Journal of Hindu Studies
- Discipline: Hindu Studies
- Language: English
- Edited by: Rembert Lutjeharms, James Madaio, and Lucian Wong

Publication details
- History: 2008-present
- Publisher: Oxford University Press
- Frequency: Triannual
- Impact factor: 0.2 (2024)

Standard abbreviations
- ISO 4: J. Hindu Stud.

Indexing
- ISSN: 1756-4255 (print) 1756-4263 (web)
- JSTOR: 17564255
- OCLC no.: 301680132

Links
- Journal homepage;

= Journal of Hindu Studies =

The Journal of Hindu Studies is a triannual peer-reviewed academic journal established in 2008. It is published by Oxford University Press on behalf of the Oxford Centre for Hindu Studies. It covers all aspects of Hindu studies.

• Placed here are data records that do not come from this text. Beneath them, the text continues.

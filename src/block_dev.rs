use std::fs::{self, File, OpenOptions};
use std::io::{self, Read, Write};
use std::path::{Path, PathBuf};

use log::debug;

/// Where a disk image lives between runs.
/// The file system always loads and stores the image as a whole.
pub trait ImageDevice {
    /// Reads the complete image.
    /// A device that holds no image yet must create an empty one and return no bytes.
    fn load(&self) -> io::Result<Vec<u8>>;

    /// Replaces the complete image with `image`.
    fn store(&self, image: &[u8]) -> io::Result<()>;
}

impl<D: ImageDevice + ?Sized> ImageDevice for &D {
    fn load(&self) -> io::Result<Vec<u8>> {
        (**self).load()
    }

    fn store(&self, image: &[u8]) -> io::Result<()> {
        (**self).store(image)
    }
}

/// A disk image stored in a single host file.
#[derive(Debug, Clone)]
pub struct FileImage {
    path: PathBuf,
}

impl FileImage {
    pub fn new(path: impl Into<PathBuf>) -> Self {
        Self { path: path.into() }
    }

    pub fn path(&self) -> &Path {
        &self.path
    }

    fn staging_path(&self) -> PathBuf {
        let mut name = self.path.file_name().unwrap_or_default().to_os_string();
        name.push(".tmp");
        self.path.with_file_name(name)
    }
}

impl ImageDevice for FileImage {
    fn load(&self) -> io::Result<Vec<u8>> {
        let mut file = match File::open(&self.path) {
            Ok(file) => file,
            Err(e) if e.kind() == io::ErrorKind::NotFound => {
                debug!("creating empty image at {}", self.path.display());
                OpenOptions::new().write(true).create_new(true).open(&self.path)?;
                return Ok(Vec::new());
            }
            Err(e) => return Err(e),
        };
        let mut image = Vec::new();
        file.read_to_end(&mut image)?;
        Ok(image)
    }

    fn store(&self, image: &[u8]) -> io::Result<()> {
        // Write aside and rename, so a failed write leaves the previous image intact.
        let staging = self.staging_path();
        let written = File::create(&staging)
            .and_then(|mut file| {
                file.write_all(image)?;
                file.sync_all()
            })
            .and_then(|()| fs::rename(&staging, &self.path));
        if written.is_err() {
            let _ = fs::remove_file(&staging);
        }
        written
    }
}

Of the three annual issues, one is guest-edited and another is open to general submissions. The third issue usually publishes conference and panel papers. The first two issues are on the same broad annual theme. Themes published to date include: Hermeneutics and Interpretation, Aesthetics and the Arts, and Reason and Rationality.

The disciplines represented in the journal include history, philology, literature and the arts, philosophy, anthropology, sociology, archaeology, and religious studies.

The editors-in-chief are Rembert Lutjeharms (University of Oxford), James Madaio (Czech Academy of Sciences), and Lucian Wong (Oxford Centre for Hindu Studies).